A 2019 survey by Greenwich Associates of 92 buy-side trading executives in North America found that liquidity-seeking was the most popular use of algorithms, followed closely by avoiding slippage and volume-weighted average price (VWAP) strategies. Together, those categories made up nearly half of all algo flow among this group.

Using predictive signals with execution algorithms such as VWAP can help firms improve key performance metrics such as slippage, fill rate, and price impact. The goal is to help avoid adverse selection, a situation in which a firm trades at a price that is inferior to the price that was otherwise achievable, e.g. one tick in the future.

Signals that predict the timing and direction of the next quote prices may seem to have little relevance to algos like VWAP, which can play out over minutes or hours. But those longer-term transactions are the sum of hundreds of smaller trades, each of which can be fine-tuned with prediction to execute more precisely, compounding the advantages gained.

The increasing buy-side reliance on execution algos provides fertile ground for predictive signals (such as those offered by Exegy’s Signum signals-as-a-service) to enhance firms’ bottom lines.

Assessing Algo Performance

The development and selection of execution algorithms is primarily guided by the metrics used to gauge performance. While firms may develop proprietary metrics catered to specific trading strategies, there is a widely used set of standard measures:

  • Slippage (also known as implementation shortfall)—The difference between the expected price and the final execution price. The expected price may be the arrival price, the price of the best quote at the time the order is received, or it may be a benchmark price measured over a defined time period.

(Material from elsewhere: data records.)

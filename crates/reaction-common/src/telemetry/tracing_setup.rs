//! Tracing and logging setup
//!
//! Configures the `tracing` subscriber with environment-based filtering.

use tracing::Level;
use tracing_subscriber::{
    fmt::{self, format::FmtSpan},
    layer::SubscriberExt,
    util::{SubscriberInitExt, TryInitError},
    EnvFilter,
};

use crate::config::Environment;

/// Tracing configuration options
#[derive(Debug, Clone)]
pub struct TracingConfig {
    /// Log level used when `RUST_LOG` is not set
    pub level: Level,
    /// Enable JSON output format
    pub json: bool,
    /// Include span events (new, close)
    pub span_events: bool,
    /// Include file and line numbers
    pub file_line: bool,
    /// Include thread names
    pub thread_names: bool,
}

impl Default for TracingConfig {
    fn default() -> Self {
        Self {
            level: Level::INFO,
            json: false,
            span_events: false,
            file_line: true,
            thread_names: false,
        }
    }
}

impl TracingConfig {
    /// Debug logging with span events
    #[must_use]
    pub fn development() -> Self {
        Self {
            level: Level::DEBUG,
            json: false,
            span_events: true,
            file_line: true,
            thread_names: true,
        }
    }

    /// JSON logging for log shippers
    #[must_use]
    pub fn production() -> Self {
        Self {
            level: Level::INFO,
            json: true,
            span_events: false,
            file_line: false,
            thread_names: false,
        }
    }

    /// Pick the preset matching the deployment environment
    #[must_use]
    pub fn for_environment(env: Environment) -> Self {
        match env {
            Environment::Production => Self::production(),
            Environment::Staging => Self::default(),
            Environment::Development => Self::development(),
        }
    }

    fn span_events(&self) -> FmtSpan {
        if self.span_events {
            FmtSpan::NEW | FmtSpan::CLOSE
        } else {
            FmtSpan::NONE
        }
    }
}

/// Initialize the tracing subscriber with default configuration
///
/// # Panics
/// Panics if a global subscriber is already set.
pub fn init_tracing() {
    init_tracing_with_config(TracingConfig::default());
}

/// Initialize the tracing subscriber with custom configuration
///
/// # Panics
/// Panics if a global subscriber is already set.
pub fn init_tracing_with_config(config: TracingConfig) {
    if let Err(e) = try_init_tracing_with_config(config) {
        panic!("failed to initialize tracing: {e}");
    }
}

/// Try to initialize tracing, returning an error instead of panicking
///
/// # Errors
/// Returns an error if a global subscriber is already set
pub fn try_init_tracing() -> Result<(), TracingError> {
    try_init_tracing_with_config(TracingConfig::default())
}

/// Try to initialize tracing with custom configuration
///
/// Uses `RUST_LOG` for filtering when set, otherwise the configured level.
///
/// # Errors
/// Returns an error if a global subscriber is already set
pub fn try_init_tracing_with_config(config: TracingConfig) -> Result<(), TracingError> {
    let env_filter = EnvFilter::try_from_default_env()
        .unwrap_or_else(|_| EnvFilter::new(config.level.to_string()));

    let registry = tracing_subscriber::registry().with(env_filter);
    let layer = fmt::layer()
        .with_file(config.file_line)
        .with_line_number(config.file_line)
        .with_thread_names(config.thread_names)
        .with_span_events(config.span_events());

    if config.json {
        registry.with(layer.json()).try_init()?;
    } else {
        registry.with(layer).try_init()?;
    }

    Ok(())
}

/// Tracing initialization error
#[derive(Debug, thiserror::Error)]
pub enum TracingError {
    #[error("Failed to initialize tracing: {0}")]
    InitError(#[from] TryInitError),
}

  • Benchmarks—How closely the price adheres to algorithmic measures such as the time-weighted average price (TWAP) of multiple trades over a defined window of time or the volume-weighted average price (VWAP), which weights each trade by its size over the life of the order.

  • Notional execution cost differences—The difference in total costs over the entire volume of an order, especially when the parent order is “sliced” into multiple child orders.

  • Price impact—The effect that buying or selling an asset moves the price of that asset against the buyer or seller. The goal of execution algorithms (and their enhancement with predictive signals) is to minimize this impact.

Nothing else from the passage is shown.